Information shown ▸
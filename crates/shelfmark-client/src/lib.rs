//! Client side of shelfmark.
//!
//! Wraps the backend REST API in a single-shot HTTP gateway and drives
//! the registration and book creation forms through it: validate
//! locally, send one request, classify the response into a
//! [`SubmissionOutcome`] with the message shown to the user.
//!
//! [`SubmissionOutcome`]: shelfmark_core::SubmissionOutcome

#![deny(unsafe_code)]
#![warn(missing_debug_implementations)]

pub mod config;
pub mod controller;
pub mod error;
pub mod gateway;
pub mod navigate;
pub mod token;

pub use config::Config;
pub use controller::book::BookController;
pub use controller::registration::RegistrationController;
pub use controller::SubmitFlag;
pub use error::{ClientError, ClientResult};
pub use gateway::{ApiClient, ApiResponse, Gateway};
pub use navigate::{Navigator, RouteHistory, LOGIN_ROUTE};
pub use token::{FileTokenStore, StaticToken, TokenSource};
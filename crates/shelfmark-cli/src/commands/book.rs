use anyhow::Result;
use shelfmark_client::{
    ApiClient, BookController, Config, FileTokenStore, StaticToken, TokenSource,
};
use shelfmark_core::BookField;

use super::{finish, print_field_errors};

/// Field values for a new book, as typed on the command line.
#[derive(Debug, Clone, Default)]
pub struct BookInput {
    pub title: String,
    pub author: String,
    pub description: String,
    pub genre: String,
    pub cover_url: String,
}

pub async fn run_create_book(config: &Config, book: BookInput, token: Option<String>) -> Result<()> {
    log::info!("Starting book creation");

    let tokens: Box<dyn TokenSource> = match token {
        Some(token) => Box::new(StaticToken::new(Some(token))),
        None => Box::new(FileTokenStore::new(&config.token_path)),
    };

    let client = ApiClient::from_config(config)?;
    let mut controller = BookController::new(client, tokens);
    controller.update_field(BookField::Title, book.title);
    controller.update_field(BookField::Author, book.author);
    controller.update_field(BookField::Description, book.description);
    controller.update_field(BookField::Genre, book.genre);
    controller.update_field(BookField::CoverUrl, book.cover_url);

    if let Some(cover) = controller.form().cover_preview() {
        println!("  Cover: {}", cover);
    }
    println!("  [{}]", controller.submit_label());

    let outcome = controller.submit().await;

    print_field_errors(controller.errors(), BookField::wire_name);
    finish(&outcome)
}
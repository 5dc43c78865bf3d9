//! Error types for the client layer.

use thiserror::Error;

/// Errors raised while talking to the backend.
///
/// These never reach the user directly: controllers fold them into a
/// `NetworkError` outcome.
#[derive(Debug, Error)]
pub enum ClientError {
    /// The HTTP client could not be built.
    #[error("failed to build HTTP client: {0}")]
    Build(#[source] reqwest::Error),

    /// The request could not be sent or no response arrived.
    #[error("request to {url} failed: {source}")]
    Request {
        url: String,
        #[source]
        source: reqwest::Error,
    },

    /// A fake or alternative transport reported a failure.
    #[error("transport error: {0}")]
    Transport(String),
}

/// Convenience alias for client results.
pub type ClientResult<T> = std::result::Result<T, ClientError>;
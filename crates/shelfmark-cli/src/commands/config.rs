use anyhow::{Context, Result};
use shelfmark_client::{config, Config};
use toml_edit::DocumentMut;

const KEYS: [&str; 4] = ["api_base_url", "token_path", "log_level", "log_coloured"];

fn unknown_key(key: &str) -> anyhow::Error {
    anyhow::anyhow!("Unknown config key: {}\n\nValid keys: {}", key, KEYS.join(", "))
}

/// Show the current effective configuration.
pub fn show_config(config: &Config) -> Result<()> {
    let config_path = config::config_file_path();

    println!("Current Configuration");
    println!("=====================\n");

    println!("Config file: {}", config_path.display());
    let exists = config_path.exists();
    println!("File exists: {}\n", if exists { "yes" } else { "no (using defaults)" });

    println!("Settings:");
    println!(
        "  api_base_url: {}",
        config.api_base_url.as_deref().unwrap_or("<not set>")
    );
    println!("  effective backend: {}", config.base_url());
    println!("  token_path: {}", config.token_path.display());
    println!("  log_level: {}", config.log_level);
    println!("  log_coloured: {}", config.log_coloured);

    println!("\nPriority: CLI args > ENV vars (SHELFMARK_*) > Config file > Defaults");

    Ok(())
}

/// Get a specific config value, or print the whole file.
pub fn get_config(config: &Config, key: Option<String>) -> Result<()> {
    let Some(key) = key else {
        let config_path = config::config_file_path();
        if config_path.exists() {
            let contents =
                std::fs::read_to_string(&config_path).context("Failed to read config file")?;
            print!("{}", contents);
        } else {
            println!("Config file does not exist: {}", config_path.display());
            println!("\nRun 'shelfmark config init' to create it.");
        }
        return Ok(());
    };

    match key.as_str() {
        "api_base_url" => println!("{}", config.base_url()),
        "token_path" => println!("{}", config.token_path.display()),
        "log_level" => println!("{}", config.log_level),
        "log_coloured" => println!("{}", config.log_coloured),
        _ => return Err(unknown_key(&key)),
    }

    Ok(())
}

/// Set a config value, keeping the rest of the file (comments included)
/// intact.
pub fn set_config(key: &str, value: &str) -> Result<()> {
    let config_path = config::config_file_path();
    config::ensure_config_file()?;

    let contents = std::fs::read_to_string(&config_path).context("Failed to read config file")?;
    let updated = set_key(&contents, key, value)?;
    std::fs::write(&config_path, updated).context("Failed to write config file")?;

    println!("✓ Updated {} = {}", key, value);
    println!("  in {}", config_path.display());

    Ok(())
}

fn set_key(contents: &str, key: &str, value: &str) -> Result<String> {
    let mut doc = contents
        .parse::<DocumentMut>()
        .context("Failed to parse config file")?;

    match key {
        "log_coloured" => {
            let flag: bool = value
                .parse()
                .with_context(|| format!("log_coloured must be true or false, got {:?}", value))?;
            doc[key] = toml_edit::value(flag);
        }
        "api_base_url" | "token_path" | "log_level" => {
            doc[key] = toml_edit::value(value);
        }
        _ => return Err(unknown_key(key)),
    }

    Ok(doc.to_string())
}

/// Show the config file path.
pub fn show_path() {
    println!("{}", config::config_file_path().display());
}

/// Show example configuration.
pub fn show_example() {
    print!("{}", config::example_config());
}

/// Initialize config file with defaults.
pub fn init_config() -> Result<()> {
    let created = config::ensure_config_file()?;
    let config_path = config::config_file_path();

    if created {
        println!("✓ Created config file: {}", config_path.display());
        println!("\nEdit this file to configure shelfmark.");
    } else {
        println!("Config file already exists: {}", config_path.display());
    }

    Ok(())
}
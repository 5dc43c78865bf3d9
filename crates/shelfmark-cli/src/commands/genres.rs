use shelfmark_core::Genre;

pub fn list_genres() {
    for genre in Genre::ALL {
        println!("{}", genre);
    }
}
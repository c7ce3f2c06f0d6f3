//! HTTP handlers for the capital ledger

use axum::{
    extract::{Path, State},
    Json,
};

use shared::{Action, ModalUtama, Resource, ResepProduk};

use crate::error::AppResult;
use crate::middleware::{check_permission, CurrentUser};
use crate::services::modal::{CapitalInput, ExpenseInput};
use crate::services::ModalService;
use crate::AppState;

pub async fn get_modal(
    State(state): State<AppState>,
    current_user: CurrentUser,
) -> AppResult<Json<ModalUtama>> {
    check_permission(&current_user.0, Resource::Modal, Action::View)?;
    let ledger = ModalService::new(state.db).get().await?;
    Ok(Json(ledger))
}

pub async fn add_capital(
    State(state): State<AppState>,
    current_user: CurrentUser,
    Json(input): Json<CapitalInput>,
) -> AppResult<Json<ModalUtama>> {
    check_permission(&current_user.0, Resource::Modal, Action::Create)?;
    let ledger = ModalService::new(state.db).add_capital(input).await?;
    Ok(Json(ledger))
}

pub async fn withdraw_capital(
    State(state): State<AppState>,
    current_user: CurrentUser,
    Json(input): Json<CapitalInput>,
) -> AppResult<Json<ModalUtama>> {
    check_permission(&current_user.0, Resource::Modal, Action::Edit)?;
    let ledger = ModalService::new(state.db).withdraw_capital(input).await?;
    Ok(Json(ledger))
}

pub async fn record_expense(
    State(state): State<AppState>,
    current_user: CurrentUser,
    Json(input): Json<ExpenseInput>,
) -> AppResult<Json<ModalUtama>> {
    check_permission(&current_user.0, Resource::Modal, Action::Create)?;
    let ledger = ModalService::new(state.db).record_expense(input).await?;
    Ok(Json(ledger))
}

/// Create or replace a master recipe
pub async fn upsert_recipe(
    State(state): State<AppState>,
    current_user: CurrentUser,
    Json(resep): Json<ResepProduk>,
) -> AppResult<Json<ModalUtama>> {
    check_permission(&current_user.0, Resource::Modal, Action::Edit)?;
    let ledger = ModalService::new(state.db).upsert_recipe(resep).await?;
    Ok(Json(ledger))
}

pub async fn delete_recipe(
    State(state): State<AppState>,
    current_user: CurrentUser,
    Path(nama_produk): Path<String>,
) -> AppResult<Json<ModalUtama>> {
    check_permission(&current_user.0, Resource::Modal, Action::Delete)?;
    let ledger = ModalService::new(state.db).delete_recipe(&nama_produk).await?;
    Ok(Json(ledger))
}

Work order ▸
Return exactly the lines from the beginning of the data above through the one containing "BookInput, token: Option<String>)", please. Include both end lines and add nothing else.

Reply ▸
filename crates/shelfmark-client/src/lib.rs
//! Client side of shelfmark.
//!
//! Wraps the backend REST API in a single-shot HTTP gateway and drives
//! the registration and book creation forms through it: validate
//! locally, send one request, classify the response into a
//! [`SubmissionOutcome`] with the message shown to the user.
//!
//! [`SubmissionOutcome`]: shelfmark_core::SubmissionOutcome

#![deny(unsafe_code)]
#![warn(missing_debug_implementations)]

pub mod config;
pub mod controller;
pub mod error;
pub mod gateway;
pub mod navigate;
pub mod token;

pub use config::Config;
pub use controller::book::BookController;
pub use controller::registration::RegistrationController;
pub use controller::SubmitFlag;
pub use error::{ClientError, ClientResult};
pub use gateway::{ApiClient, ApiResponse, Gateway};
pub use navigate::{Navigator, RouteHistory, LOGIN_ROUTE};
pub use token::{FileTokenStore, StaticToken, TokenSource};
filename crates/shelfmark-cli/src/commands/book.rs
use anyhow::Result;
use shelfmark_client::{
    ApiClient, BookController, Config, FileTokenStore, StaticToken, TokenSource,
};
use shelfmark_core::BookField;

use super::{finish, print_field_errors};

/// Field values for a new book, as typed on the command line.
#[derive(Debug, Clone, Default)]
pub struct BookInput {
    pub title: String,
    pub author: String,
    pub description: String,
    pub genre: String,
    pub cover_url: String,
}

pub async fn run_create_book(config: &Config, book: BookInput, token: Option<String>) -> Result<()> {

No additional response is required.